Collected data:
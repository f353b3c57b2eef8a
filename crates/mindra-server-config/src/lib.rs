// Copyright (c) 2025 Geoffrey Huntley <ghuntley@ghuntley.com>. All rights reserved.
// SPDX-License-Identifier: Proprietary

//! Configuration management for the Mindra site server.
//!
//! This crate provides:
//! - Layered configuration from multiple sources (defaults, TOML file, environment)
//! - Consistent environment variable naming (`MINDRA_SERVER_*`)
//!
//! A missing SMTP relay or contact recipient is not an error here. The server
//! still starts and contact submissions fail until both are configured.
//!
//! # Usage
//!
//! ```ignore
//! use mindra_server_config::load_config;
//!
//! let config = load_config()?;
//! println!("Server listening on {}", config.socket_addr());
//! ```

pub mod error;
pub mod layer;
pub mod sections;
pub mod sources;

pub use error::ConfigError;
pub use layer::ServerConfigLayer;
pub use sections::*;
pub use sources::{ConfigSource, DefaultsSource, EnvSource, Precedence, TomlSource};

use std::path::PathBuf;

use tracing::{debug, info};

/// Fully resolved server configuration.
#[derive(Debug, Clone, Default)]
pub struct ServerConfig {
	pub http: HttpConfig,
	pub smtp: Option<SmtpConfig>,
	pub contact: ContactConfig,
	pub media: MediaConfig,
	pub logging: LoggingConfig,
}

impl ServerConfig {
	/// Get the socket address string for binding.
	pub fn socket_addr(&self) -> String {
		format!("{}:{}", self.http.host, self.http.port)
	}
}

/// Load configuration from all sources with standard precedence.
///
/// Precedence (highest to lowest):
/// 1. Environment variables (`MINDRA_SERVER_*`)
/// 2. Config file (`/etc/mindra/server.toml`)
/// 3. Built-in defaults
pub fn load_config() -> Result<ServerConfig, ConfigError> {
	load_from_sources(vec![
		Box::new(DefaultsSource),
		Box::new(TomlSource::system()),
		Box::new(EnvSource),
	])
}

/// Load configuration from environment only (for testing or simple deployments).
pub fn load_config_from_env() -> Result<ServerConfig, ConfigError> {
	load_from_sources(vec![Box::new(DefaultsSource), Box::new(EnvSource)])
}

/// Load configuration with a custom config file path.
pub fn load_config_with_file(config_path: impl Into<PathBuf>) -> Result<ServerConfig, ConfigError> {
	load_from_sources(vec![
		Box::new(DefaultsSource),
		Box::new(TomlSource::new(config_path)),
		Box::new(EnvSource),
	])
}

fn load_from_sources(mut sources: Vec<Box<dyn ConfigSource>>) -> Result<ServerConfig, ConfigError> {
	sources.sort_by_key(|s| s.precedence());

	let mut merged = ServerConfigLayer::default();
	for source in sources {
		debug!(source = source.name(), "loading configuration source");
		merged.merge(source.load()?);
	}

	finalize(merged)
}

/// Finalize configuration layer into resolved config.
pub fn finalize(layer: ServerConfigLayer) -> Result<ServerConfig, ConfigError> {
	let http = layer.http.unwrap_or_default().finalize();
	let smtp = layer.smtp.and_then(|l| l.finalize());
	let contact = layer.contact.unwrap_or_default().finalize();
	let media = layer.media.unwrap_or_default().finalize();
	let logging = layer.logging.unwrap_or_default().finalize()?;

	info!(
		host = %http.host,
		port = http.port,
		smtp_configured = smtp.is_some(),
		recipient_configured = contact.recipient.is_some(),
		media_base_url = %media.base_url,
		default_locale = %logging.locale,
		"Server configuration loaded"
	);

	Ok(ServerConfig {
		http,
		smtp,
		contact,
		media,
		logging,
	})
}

Directions for this task: From the line holding "pub fn load_config_with_file(config_path: impl" to the line holding "pub fn finalize(layer: ServerConfigLayer)", inclusive, restate each line above exactly as written.

Written response:
pub fn load_config_with_file(config_path: impl Into<PathBuf>) -> Result<ServerConfig, ConfigError> {
	load_from_sources(vec![
		Box::new(DefaultsSource),
		Box::new(TomlSource::new(config_path)),
		Box::new(EnvSource),
	])
}

fn load_from_sources(mut sources: Vec<Box<dyn ConfigSource>>) -> Result<ServerConfig, ConfigError> {
	sources.sort_by_key(|s| s.precedence());

	let mut merged = ServerConfigLayer::default();
	for source in sources {
		debug!(source = source.name(), "loading configuration source");
		merged.merge(source.load()?);
	}

	finalize(merged)
}

/// Finalize configuration layer into resolved config.
pub fn finalize(layer: ServerConfigLayer) -> Result<ServerConfig, ConfigError> {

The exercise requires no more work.